CHAPTER IX.
THE CULTURE SYSTEM.
Financial system previous to the British occupation— Raffles' changes—Return of the Dutch—Financial policy—Van den Bosch Governor-General—Introduction of the culture system—Its application to sugar—To other industries—Financial results of the system— Its abandonment—Reasons of this—Present condition of trade in Java—Financial outlook.
As I have already mentioned, the Colonial Government succeeded the Dutch East India Company in the administration of Java towards the end of the last century. During the period antecedent to the British occupation, the revenue of the Government was derived from two monopolies: (1) that of producing the more valuable crops, and (2) that of trading in all products whatever. Meanwhile the mass of the natives were left entirely to the mercy of the native princes, by whom they were subjected to all manner of exactions.
The financial results of this state of things were seen in the fact that in 1810 the gross revenue of Java was only three and a half million florins,[16] a sum wholly inadequate to the requirements of administration.
During the five years of British occupation (1811-1816) Sir Stamford Raffles was Lieutenant-Governor. He at once introduced reforms. The native princes were displaced; the village community, with its common property and patriarchal government, was modified; a system of criminal and civil justice, similar to that in force in India, in which a European judge sat with native assessors, was introduced; the peasants were given proprietary rights in the soil they cultivated; and complete political and commercial liberty was established. An inquiry into the nature of the respective rights in the soil of the cultivator, the native princes, and the Government resulted in establishing the fact that, of the subject territory the Government was sole owner of seven-tenths. Of the remainder, two-tenths belonged to the Preanger Regents, and one-tenth was occupied by private estates, chiefly in the neighbourhood of Buitenzorg and Batavia. In order to teach the native the western virtues of industry and independence, Raffles determined to introduce the Ryotwarree system. The property in the land vested in the Government was handed over to individual peasant proprietors. In return for his land each proprietor was made individually and personally responsible for the payment of his land tax, and his land was liable to be sold in satisfaction of his public or private debts.
Before the English administration the peasant had paid—(1) a land rent for his rice lands to the native princes, amounting to a sum equivalent to one-half of the produce of sawah (irrigated) and one-third of tegal (unirrigated) lands; and (2) a tax of forced labour to the Dutch Government, which took the form of unpaid labour in the cultivation of the produce for export. Raffles abolished both, and in place of them he established a fixed money payment equivalent to a much smaller proportion of the produce of the land than had been paid before to the native princes alone.

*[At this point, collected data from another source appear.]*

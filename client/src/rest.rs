use agritrace_common::certification::Certification;
use agritrace_common::error::WorkflowError;
use agritrace_common::identity::{Actor, Role};
use agritrace_common::product::{Product, ProductId};
use async_trait::async_trait;
use serde::{Deserialize, Serialize};

use crate::WorkflowClient;

/// HTTP adapter for the workflow, targeting the agritrace node's REST API.
pub struct RestClient {
    http: reqwest::Client,
    base_url: String,
}

#[derive(Serialize)]
#[serde(rename_all = "camelCase")]
struct SubmitProductRequest<'a> {
    name: &'a str,
    batch_id: &'a str,
    owner: &'a str,
}

#[derive(Deserialize)]
#[serde(rename_all = "camelCase")]
struct SubmitProductResponse {
    product_id: ProductId,
}

#[derive(Serialize)]
#[serde(rename_all = "camelCase")]
struct CertifyRequest<'a> {
    product_id: &'a ProductId,
    certifier: &'a str,
}

#[derive(Deserialize)]
struct CertifyResponse {
    certification: Certification,
}

#[derive(Deserialize)]
struct ProductHistoryResponse {
    #[serde(flatten)]
    product: Product,
    certifications: Vec<Certification>,
}

#[derive(Serialize)]
#[serde(rename_all = "camelCase")]
struct RegisterRequest<'a> {
    username: &'a str,
    password: &'a str,
    user_type: Role,
}

#[derive(Serialize)]
struct LoginRequest<'a> {
    username: &'a str,
    password: &'a str,
}

#[derive(Deserialize)]
struct ErrorResponse {
    message: String,
}

impl RestClient {
    pub fn new(base_url: impl Into<String>) -> Self {
        Self {
            http: reqwest::Client::new(),
            base_url: base_url.into(),
        }
    }

    fn url(&self, path: &str) -> String {
        format!("{}{}", self.base_url.trim_end_matches('/'), path)
    }

    /// Register a new user. Conflicts if the username is taken.
    pub async fn register(
        &self,
        username: &str,
        password: &str,
        role: Role,
    ) -> Result<(), WorkflowError> {
        let response = self
            .http
            .post(self.url("/api/register"))
            .json(&RegisterRequest {
                username,
                password,
                user_type: role,
            })
            .send()
            .await
            .map_err(transport)?;
        if response.status().as_u16() == 409 {
            return Err(WorkflowError::Conflict(username.to_string()));
        }
        check_status(response).await?;
        Ok(())
    }

    /// Log in and return the authenticated actor identity.
    pub async fn login(&self, username: &str, password: &str) -> Result<Actor, WorkflowError> {
        let response = self
            .http
            .post(self.url("/api/login"))
            .json(&LoginRequest { username, password })
            .send()
            .await
            .map_err(transport)?;
        let response = check_status(response).await?;
        response.json::<Actor>().await.map_err(transport)
    }
}

#[async_trait]
impl WorkflowClient for RestClient {
    async fn submit_product(
        &self,
        name: &str,
        batch_id: &str,
        owner: &str,
    ) -> Result<ProductId, WorkflowError> {
        let response = self
            .http
            .post(self.url("/api/products"))
            .json(&SubmitProductRequest {
                name,
                batch_id,
                owner,
            })
            .send()
            .await
            .map_err(transport)?;
        let response = check_status(response).await?;
        let body: SubmitProductResponse = response.json().await.map_err(transport)?;
        Ok(body.product_id)
    }

    async fn list_pending_certification(&self) -> Result<Vec<Product>, WorkflowError> {
        let response = self
            .http
            .get(self.url("/api/uncertified-products"))
            .send()
            .await
            .map_err(transport)?;
        let response = check_status(response).await?;
        response.json::<Vec<Product>>().await.map_err(transport)
    }

    async fn certify(
        &self,
        product_id: &ProductId,
        certifier_name: &str,
    ) -> Result<Certification, WorkflowError> {
        let response = self
            .http
            .post(self.url("/api/certify"))
            .json(&CertifyRequest {
                product_id,
                certifier: certifier_name,
            })
            .send()
            .await
            .map_err(transport)?;
        let response = check_status(response).await?;
        let body: CertifyResponse = response.json().await.map_err(transport)?;
        Ok(body.certification)
    }

    async fn get_product_with_history(
        &self,
        product_id: &ProductId,
    ) -> Result<(Product, Option<Certification>), WorkflowError> {
        let response = self
            .http
            .get(self.url(&format!("/api/products/{}", product_id)))
            .send()
            .await
            .map_err(transport)?;
        let response = check_status(response).await?;
        let body: ProductHistoryResponse = response.json().await.map_err(transport)?;
        Ok((body.product, body.certifications.into_iter().next()))
    }
}

fn transport(err: reqwest::Error) -> WorkflowError {
    WorkflowError::StoreUnavailable(err.to_string())
}

/// Map non-success responses back onto the typed taxonomy.
async fn check_status(response: reqwest::Response) -> Result<reqwest::Response, WorkflowError> {
    let status = response.status();
    if status.is_success() {
        return Ok(response);
    }

    let message = match response.json::<ErrorResponse>().await {
        Ok(body) => body.message,
        Err(_) => status.to_string(),
    };

    Err(match status.as_u16() {
        400 => WorkflowError::Validation(message),
        401 => WorkflowError::Validation(message),
        404 => WorkflowError::NotFound(message),
        409 => WorkflowError::AlreadyCertified(message),
        503 => WorkflowError::StoreUnavailable(message),
        _ => WorkflowError::StoreUnavailable(format!("unexpected status {status}: {message}")),
    })
}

The Dutch regained their East Indian possessions by the Treaty of London. On their return to Java, they restored the village community with its joint ownership and joint liability, and abolished all proprietary rights of the natives in the soil, only allowing ownership of land to Europeans. They contend that this attempt of Raffles to apply Western principles to an Eastern society had already proved disastrous. The peasants, on the one hand, had not acquired the habits necessary for the successful development of their holdings, but, on the other, through their inability to pay the land rent, were becoming hopelessly involved in debt to the Chinese and Arab money-lenders. The broad fact, however, remains that during the short period of British rule the revenue rose from three and a half to seven and a half million florins, and the population from four to five and a half millions.
As the old monopolies from which the chief part of the revenue had formerly been derived had been abolished by the policy of unrestricted commerce introduced by Raffles, it was necessary to find some other method of raising money. It was decided to retain the land tax as a basis of revenue, but, in order to make it more profitable, a return was made to the original principle of land tenure under native rule, by which the cultivator paid one-fifth of his labour and one-fifth of his produce in return for the usufruct of the land. One day of gratuitous labour in seven (the European week) was substituted for one day in five formerly given to the landlord. In certain districts, namely, those of which the Dutch became possessed by treaty and not by conquest, this contribution in kind and labour was paid to the native princes, and not to the Government. On private estates, again, as the Government had parted with their feudal rights in alienating the property, a tax of three-fourths per cent, on the estimated value of the property was substituted. This tax, called verponding, was at most equivalent to one-fifth of the net yearly income.